I tried to get her attention and was rewarded with a stern "Be quiet! Lie still!" Finally, as my airway was about to be overwhelmed by the oozing mould mixture and I would die of asphyxiation, I forcefully vomited it out. Where upon I was told off for making a mess! I protested. The orthodontist intervened and shooed the nurse away. He helped clean me up and explained the error that had occurred. He reassured me that he would do it right and asked me to lie back in the chair whilst he did a new mould mixture. Fight or flight? I had no choice, I could do neither.

So slowly over the last several years as my brain has finally reached saturation point I have been having moments of meltdown - total fear of what painful thing is going to happen. There isn't any actual painful thing about to happen. My brain is using triggers it learnt during my childhood and applying them to events that are totally disconnected. There is no threat of danger but my brain has lost track of present day reality and is applying past learned experiences.

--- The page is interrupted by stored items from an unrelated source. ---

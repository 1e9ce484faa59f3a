use serde::{Deserialize, Serialize};

/// Mutable per-instance snapshot of a pipeline's runtime health. The owning
/// `Pipeline` wrapper holds this behind a single-writer discipline (spec
/// §3 Ownership); this struct itself carries no synchronization.
#[derive(Debug, Clone, Copy, PartialEq, Serialize, Deserialize)]
pub struct PipelineState {
    pub initialized: bool,
    pub healthy: bool,
    pub frames_processed: u64,
    pub success_count: u64,
    pub error_count: u64,
    pub last_latency_ms: f64,
    pub ewma_latency_ms: f64,
    pub current_fps: f64,
    pub last_frame_ts: i64,
}

impl Default for PipelineState {
    fn default() -> Self {
        Self {
            initialized: false,
            healthy: false,
            frames_processed: 0,
            success_count: 0,
            error_count: 0,
            last_latency_ms: 0.0,
            ewma_latency_ms: 0.0,
            current_fps: 0.0,
            last_frame_ts: 0,
        }
    }
}

/// EWMA smoothing factor mandated by spec §4.C.
pub const EWMA_ALPHA: f64 = 0.2;

/// Error-rate threshold below which a pipeline is considered healthy,
/// mandated by spec §3/§4.C.
pub const UNHEALTHY_ERROR_RATE: f64 = 0.1;

impl PipelineState {
    /// Recomputes `healthy` per spec §4.C:
    /// `healthy ⇔ initialized ∧ (frames_processed == 0 ∨ error_rate < 0.1)`.
    pub fn recompute_health(&mut self) {
        let error_rate = if self.frames_processed == 0 {
            0.0
        } else {
            self.error_count as f64 / self.frames_processed as f64
        };
        self.healthy = self.initialized && (self.frames_processed == 0 || error_rate < UNHEALTHY_ERROR_RATE);
    }

    /// Records one successful `process` call, updating counters, EWMA
    /// latency and instantaneous fps.
    pub fn record_success(&mut self, latency_ms: f64, now_ts: i64) {
        self.frames_processed += 1;
        self.success_count += 1;
        self.apply_latency(latency_ms, now_ts);
        self.recompute_health();
    }

    /// Records one failed `process` call. Still counted toward
    /// `frames_processed`/`error_count`/latency per spec's invariant
    /// `success_count + error_count == frames_processed`.
    pub fn record_failure(&mut self, latency_ms: f64, now_ts: i64) {
        self.frames_processed += 1;
        self.error_count += 1;
        self.apply_latency(latency_ms, now_ts);
        self.recompute_health();
    }

    fn apply_latency(&mut self, latency_ms: f64, now_ts: i64) {
        self.last_latency_ms = latency_ms;
        self.ewma_latency_ms = if self.frames_processed <= 1 {
            latency_ms
        } else {
            EWMA_ALPHA * latency_ms + (1.0 - EWMA_ALPHA) * self.ewma_latency_ms
        };
        if self.last_frame_ts > 0 {
            let delta_ms = (now_ts - self.last_frame_ts).max(1) as f64;
            let instantaneous_fps = 1000.0 / delta_ms;
            self.current_fps = EWMA_ALPHA * instantaneous_fps + (1.0 - EWMA_ALPHA) * self.current_fps;
        }
        self.last_frame_ts = now_ts;
    }

    /// Checks the invariant `success_count + error_count == frames_processed`
    /// (spec I1). Exposed for tests and assertions at crate boundaries.
    pub fn invariant_holds(&self) -> bool {
        self.success_count + self.error_count == self.frames_processed
    }
}

#[cfg(test)]
mod tests {
    use super::*;

    #[test]
    fn invariant_holds_after_mixed_outcomes() {
        let mut state = PipelineState::default();
        state.initialized = true;
        state.record_success(10.0, 1_000);
        state.record_failure(20.0, 1_100);
        state.record_success(5.0, 1_200);
        assert!(state.invariant_holds());
        assert_eq!(state.frames_processed, 3);
    }

    #[test]
    fn healthy_requires_initialization() {
        let mut state = PipelineState::default();
        state.record_success(1.0, 1);
        assert!(!state.healthy, "uninitialized pipelines are never healthy");
    }

    #[test]
    fn unhealthy_at_ten_percent_error_rate() {
        let mut state = PipelineState::default();
        state.initialized = true;
        for _ in 0..18 {
            state.record_success(1.0, 1);
        }
        state.record_failure(1.0, 2);
        // 18/19 success -> error rate ~5.3%, still healthy.
        assert!(state.healthy);
        state.record_failure(1.0, 3);
        // 18 success / 20 frames -> exactly 10% error rate; spec uses a
        // strict `<` comparison so this is unhealthy.
        assert!(!state.healthy, "exactly 10% error rate must be unhealthy (< not <=)");
    }
}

Fortunately I had the good experience of meeting an amazing man who has been a cardiologist, a GP and now a psychotherapist. We have been working together and it has been because of his help that I have held it all together and put on a brave face and carried on working for as long as I did. And now, given where I am in my life, I am looking forward to gathering up some energy to confront some of my demons and vanquish them rather than letting them rule my life. This will take some time, but I do now have the time to address them.


Where Am I Now?

I am currently taking 17 pills a day. Most of those are aimed at trying to calm the pain nerves down, and they are definitely helping. My psychiatrist has treated people like me, traumatised from multiple surgeries at a young age. He has gently guided me to discover for myself what is important and what is needed. He has agreed with my decision to consider myself retired. Whilst he expects improvement he agrees that this will take years. 

So I am back to being a patient again. I am fortunate that I have income protection insurance so that money is not a worry for me. I am also blessed in having a loving and supportive partner in Andrew. 

We are planning to get married this year on the 25th anniversary of our first date. This will be a very small event with less than ten people invited as I simply could not cope with more. Not even family members of Andrews and my family have been invited. My apologies to them and you. Perhaps we may find a way to have a few small gatherings in the months following our wedding so that some of you can celebrate this milestone with us.


The Future.

The future is unknown. I am taking my time to slowly heal and perhaps one day become a more useful and functioning member of society. I have overcome an awful lot to have achieved what I have already done and am relaxed in knowing that I can continue my journey, take the time to heal, and then discover what comes next.